The present invention relates to an arrangement for contactless switching of an electrical contact by means of a switching force exceeding a predetermined switching force threshold

• a switching element by means of which the switching force is exerted,
• a leaf spring clamped on one side at a clamping point, the switching element for switching engaging the leaf spring to move the leaf spring from a rest position into a switching position, the leaf spring being arranged in the rest position so that its spring force forms the predetermined switching force threshold.

The invention further relates to a pressure measuring device with at least a pressure chamber separated by a membrane and with a such an arrangement for contactless switching of an electrical Contact.

Such an arrangement for the contactless switching of a electrical contact and such a pressure measuring device are known from GB-1,139,162.

Pressure gauges with non-contact switching arrangement are also known under the term pressure can.

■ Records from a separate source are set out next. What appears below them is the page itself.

//! Shared setup for runner integration tests.

#![allow(dead_code)]

use chrono::{DateTime, TimeZone, Utc};
use flowmentor_ai::{PromptRegistry, StaticTextGenerator};
use flowmentor_core::{UserId, WorkflowRunId};
use flowmentor_integration::{InMemoryDocumentStore, RecordingNotifier};
use flowmentor_workflow::{
    ActivityExecutor, ActivityRegistry, ActivityServices, HistoryStore, InMemoryHistoryStore,
    Clock, ManualClock, RunEvent, RunOutcome, WorkflowRegistry, WorkflowRunner,
};
use serde_json::Value as JsonValue;
use std::sync::Arc;

/// A runner wired to in-memory services and a manual clock.
pub struct Harness {
    pub runner: WorkflowRunner,
    pub clock: Arc<ManualClock>,
    pub store: Arc<InMemoryDocumentStore>,
    pub notifier: Arc<RecordingNotifier>,
    pub history: Arc<InMemoryHistoryStore>,
}

pub fn monday_morning() -> DateTime<Utc> {
    Utc.with_ymd_and_hms(2024, 6, 3, 9, 0, 0).unwrap()
}

pub fn user() -> UserId {
    UserId::new("demo-user").expect("user")
}

impl Harness {
    pub fn new() -> Self {
        Self::with_generator(StaticTextGenerator::sample())
    }

    pub fn with_generator(generator: StaticTextGenerator) -> Self {
        Self::assemble(
            Arc::new(InMemoryHistoryStore::new()),
            Arc::new(InMemoryDocumentStore::new()),
            Arc::new(RecordingNotifier::new()),
            generator,
        )
    }

    pub fn with_notifier(notifier: RecordingNotifier) -> Self {
        Self::assemble(
            Arc::new(InMemoryHistoryStore::new()),
            Arc::new(InMemoryDocumentStore::new()),
            Arc::new(notifier),
            StaticTextGenerator::sample(),
        )
    }

    /// A fresh process over surviving history, documents, and notifier.
    pub fn restarted(
        history: Arc<InMemoryHistoryStore>,
        store: Arc<InMemoryDocumentStore>,
        notifier: Arc<RecordingNotifier>,
    ) -> Self {
        Self::assemble(history, store, notifier, StaticTextGenerator::sample())
    }

    fn assemble(
        history: Arc<InMemoryHistoryStore>,
        store: Arc<InMemoryDocumentStore>,
        notifier: Arc<RecordingNotifier>,
        generator: StaticTextGenerator,
    ) -> Self {
        let clock = Arc::new(ManualClock::new(monday_morning()));
        let services = ActivityServices {
            store: store.clone(),
            notifier: notifier.clone(),
            generator: Arc::new(generator),
            prompts: Arc::new(PromptRegistry::standard()),
        };
        let executor = ActivityExecutor::new(
            ActivityRegistry::standard(&services),
            store.clone(),
            clock.clone(),
        );
        let runner = WorkflowRunner::new(
            WorkflowRegistry::standard(),
            executor,
            history.clone(),
            clock.clone(),
        );
        Self {
            runner,
            clock,
            store,
            notifier,
            history,
        }
    }

    /// Starts a run and lets it advance as far as it can.
    pub async fn start(&self, kind: &str, input: JsonValue) -> WorkflowRunId {
        let run_id = self.runner.start(kind, user(), input).await.expect("start");
        self.runner.wait_idle().await;
        run_id
    }

    /// Moves the clock and fires whatever became due.
    pub async fn advance(&self, by: chrono::Duration) -> usize {
        self.clock.advance(by);
        let fired = self.runner.fire_due(self.clock.now()).await.expect("fire");
        self.runner.wait_idle().await;
        fired
    }

    pub async fn result(&self, run_id: WorkflowRunId) -> RunOutcome {
        self.runner.get_result(run_id).await.expect("result")
    }

    pub async fn completed(&self, run_id: WorkflowRunId) -> JsonValue {
        match self.result(run_id).await {
            RunOutcome::Completed(result) => result,
            other => panic!("expected completion, got {other:?}"),
        }
    }

    pub async fn events(&self, run_id: WorkflowRunId) -> Vec<RunEvent> {
        self.history.load_events(run_id).await.expect("events")
    }
}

In a pressure cell, when the pressure changes in the pressure-elastic chamber, which is usually rubber-elastic. The membrane is coupled to the switching element and switches electrical contact due to the bulging process.

In practice, the electrical contact is switched predominantly by mechanical means. Here is the switching element immediately provided with an electrical contact that at Bulging the membrane touches another contact and thereby closes an electrical circuit.

Such switching arrangements are known from US-A-3,585,328 and from DE 42 02 144 A1.

In the switching arrangement of DE 42 02 144 A1 there is a leaf spring provided to influence a switching force threshold. A Adjustment screw engages a central portion of the leaf spring to change the switching force threshold.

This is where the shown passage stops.